We ran into some problems fulfilling it and getting it manufactured, and then I owed one of our vendors over $400,000 before they released the next batch of books as well. So I was kind of stuck. And what were we going to do? Tell the rest of the backers that, ‘Sorry, we're bankrupt. We can't deliver your product.

Q: How did backers respond to the delay?

Some were patient, some were like, ‘Cool, this happens in crowdfunding.’

Others were like, ‘I want my money back.’ And I said no to everybody if they wanted their money back. I'm like, ‘This is a crowdfunding campaign. I'm sorry if you're mad at us, but we're trying to use all the funds to get everything out for everybody.’ 

Some people got extremely angry about that…

They're like, ‘I can't believe this. This is outrageous. You clearly have a million dollars in your bank account, and you're taking off for Jamaica. I want to f**ing k*ll you. You suck.’

My emotional health was at a really low point where I was like taking Adderall during the day to like keep going. I was just terrified that we wouldn't make it through, and I would look like a loser and have to go get a real job, and suicidal thoughts came up. I'm not saying I was on the brink of suicide, but it was one of the few times in my life when these intrusive suicidal thoughts were in my head at times.
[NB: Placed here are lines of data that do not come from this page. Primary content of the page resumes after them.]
// GANGLION is a node-to-node RPC substrate for clustered services. Every
// process is a node that exposes named service objects (peers) which other
// nodes invoke over TCP, QUIC or WebSocket links.
//
// The crate is layered leaves first. `process` owns every scheduling unit
// (single-loop services, worker-pool processors and timers) and routes task
// panics to one error sink instead of tearing down the worker. `wire` is the
// tagged binary encoding used for exchange headers. `net` moves bytes: it
// frames, authenticates and keeps alive the axons (connections) between
// nodes. `peer` sits on top and pairs calls with replies by sequence number,
// dispatching locally without touching the network when the target node is
// ourselves.
//
// There is no hidden global state. A `Node` owns its process table, axon
// registry and exchange, and hands them to each other at construction.

pub mod error;
pub mod ident;
pub mod net;
pub mod node;
pub mod peer;
pub mod process;
pub mod wire;

pub use error::{Error, ErrorSink};
pub use node::{
    DefaultPipeline, MemoryRegistry, Node, NodeConfig, NodeInfo, Pipeline, Registry,
};
pub use peer::{
    Bean, BoxError, Codec, Dispatch, Exchange, ExchangeConfig, Invocation, MethodTable,
    PeerHandle, PeerOptions, PeerService, RpcError,
};
use std::sync::Arc;

use futures::{future::BoxFuture, FutureExt};
use hashbrown::HashMap;
use parking_lot::RwLock;

use super::{Axon, Error};
use crate::{ident, peer::Transport};

#[derive(Default)]
struct Tables {
    /// node name -> node id -> axon
    by_name: HashMap<String, HashMap<String, Arc<Axon>>>,
    /// connection key -> node id
    by_key: HashMap<u64, String>,
}

/// Every admitted axon of an endpoint, indexed by node id and by connection
/// key. Both indexes change together under one write lock.
#[derive(Default)]
pub struct AxonRegistry {
    tables: RwLock<Tables>,
}

impl AxonRegistry {
    pub fn new() -> Self {
        Self::default()
    }

    /// Adds an axon. Refused if its node id or its connection key is
    /// already present.
    pub fn admit(&self, axon: Arc<Axon>) -> Result<(), Error> {
        let mut tables = self.tables.write();
        let name = ident::node_name(axon.node_id());
        let taken = tables
            .by_name
            .get(name)
            .map_or(false, |ids| ids.contains_key(axon.node_id()));
        if taken || tables.by_key.contains_key(&axon.key()) {
            Err(Error::Duplicate(axon.node_id().to_string()))?
        }
        tables.by_key.insert(axon.key(), axon.node_id().to_string());
        tables
            .by_name
            .entry(name.to_string())
            .or_default()
            .insert(axon.node_id().to_string(), axon);
        Ok(())
    }

    /// Removes the axon registered under `node_id` if it is the one with
    /// connection `key`. Of several racing removers exactly one gets it.
    pub fn remove(&self, node_id: &str, key: u64) -> Option<Arc<Axon>> {
        let mut tables = self.tables.write();
        let name = ident::node_name(node_id);
        let ids = tables.by_name.get_mut(name)?;
        if ids.get(node_id)?.key() != key {
            return None;
        }
        let axon = ids.remove(node_id)?;
        if ids.is_empty() {
            tables.by_name.remove(name);
        }
        tables.by_key.remove(&key);
        Some(axon)
    }

    pub fn get(&self, node_id: &str) -> Option<Arc<Axon>> {
        self.tables
            .read()
            .by_name
            .get(ident::node_name(node_id))?
            .get(node_id)
            .cloned()
    }

    pub fn node_id_of(&self, key: u64) -> Option<String> {
        self.tables.read().by_key.get(&key).cloned()
    }

    /// Ids of the connected nodes named `name`.
    pub fn node_ids(&self, name: &str) -> Vec<String> {
        self.tables
            .read()
            .by_name
            .get(name)
            .map(|ids| ids.keys().cloned().collect())
            .unwrap_or_default()
    }

    pub fn axons(&self) -> Vec<Arc<Axon>> {
        self.tables
            .read()
            .by_name
            .values()
            .flat_map(|ids| ids.values().cloned())
            .collect()
    }

    pub fn len(&self) -> usize {
        self.tables.read().by_key.len()
    }

    pub fn is_empty(&self) -> bool {
        self.len() == 0
    }

    pub async fn send(&self, node_id: &str, payload: &[u8]) -> Result<(), Error> {
        let axon = self
            .get(node_id)
            .ok_or_else(|| Error::NotConnected(node_id.to_string()))?;
        axon.send(payload).await
    }
}

impl Transport for AxonRegistry {
    fn send<'a>(
        &'a self,
        node_id: &'a str,
        payload: Vec<u8>,
    ) -> BoxFuture<'a, Result<(), Error>> {
        async move { AxonRegistry::send(self, node_id, &payload).await }.boxed()
    }
}

#[cfg(test)]
mod tests {
    use tokio::net::{TcpListener, TcpStream};

    use super::*;
    use crate::{
        net::{link::LinkWriter, Protocol},
        process::ProcessTable,
    };

    async fn axon(table: &ProcessTable, node_id: &str, key: u64) -> Arc<Axon> {
        let listener = TcpListener::bind("127.0.0.1:0").await.unwrap();
        let addr = listener.local_addr().unwrap();
        let (stream, _) =
            tokio::join!(TcpStream::connect(addr), listener.accept());
        let (_, write) = stream.unwrap().into_split();
        Arc::new(Axon::new(
            node_id.to_string(),
            format!("tcp://{addr}"),
            Protocol::Tcp,
            key,
            table.spawn_service(),
            LinkWriter::Tcp(write),
        ))
    }

    #[tokio::test]
    async fn indexes_move_together() {
        let table = ProcessTable::default();
        let registry = AxonRegistry::new();
        registry.admit(axon(&table, "echo#1", 1).await).unwrap();
        registry.admit(axon(&table, "echo#2", 2).await).unwrap();
        registry.admit(axon(&table, "gate#1", 3).await).unwrap();

        let mut echoes = registry.node_ids("echo");
        echoes.sort();
        assert_eq!(echoes, ["echo#1", "echo#2"]);
        assert_eq!(registry.node_id_of(3).as_deref(), Some("gate#1"));
        assert_eq!(registry.len(), 3);

        assert!(registry.remove("gate#1", 3).is_some());
        assert!(registry.get("gate#1").is_none());
        assert!(registry.node_id_of(3).is_none());
        assert!(registry.node_ids("gate").is_empty());
        assert_eq!(registry.axons().len(), 2);
    }

    #[tokio::test]
    async fn duplicates_are_refused() {
        let table = ProcessTable::default();
        let registry = AxonRegistry::new();
        registry.admit(axon(&table, "echo#1", 1).await).unwrap();
        assert!(matches!(
            registry.admit(axon(&table, "echo#1", 2).await),
            Err(Error::Duplicate(_))
        ));
        assert!(matches!(
            registry.admit(axon(&table, "echo#9", 1).await),
            Err(Error::Duplicate(_))
        ));
        assert_eq!(registry.len(), 1);
        assert_eq!(registry.get("echo#1").unwrap().key(), 1);
    }

    #[tokio::test]
    async fn only_the_matching_key_removes() {
        let table = ProcessTable::default();
        let registry = AxonRegistry::new();
        registry.admit(axon(&table, "echo#1", 1).await).unwrap();
        assert!(registry.remove("echo#1", 7).is_none());
        assert!(registry.remove("echo#1", 1).is_some());
        assert!(registry.remove("echo#1", 1).is_none());
        assert!(registry.is_empty());
    }

    #[tokio::test]
    async fn sending_to_a_stranger_fails() {
        let registry = AxonRegistry::new();
        assert!(matches!(
            registry.send("nobody#1", b"hi").await,
            Err(Error::NotConnected(_))
        ));
    }
}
Between making the product, I didn't even have time to respond to all of the comments because I just decided I was going to focus on the product. If I have to spend 15-20 hours in a day working on something, it's going to be working on this emergency, which is the product.

That pressure actually got us to figure out the problem, deliver to backers [and build new products that would help us reach a $50 Million exit].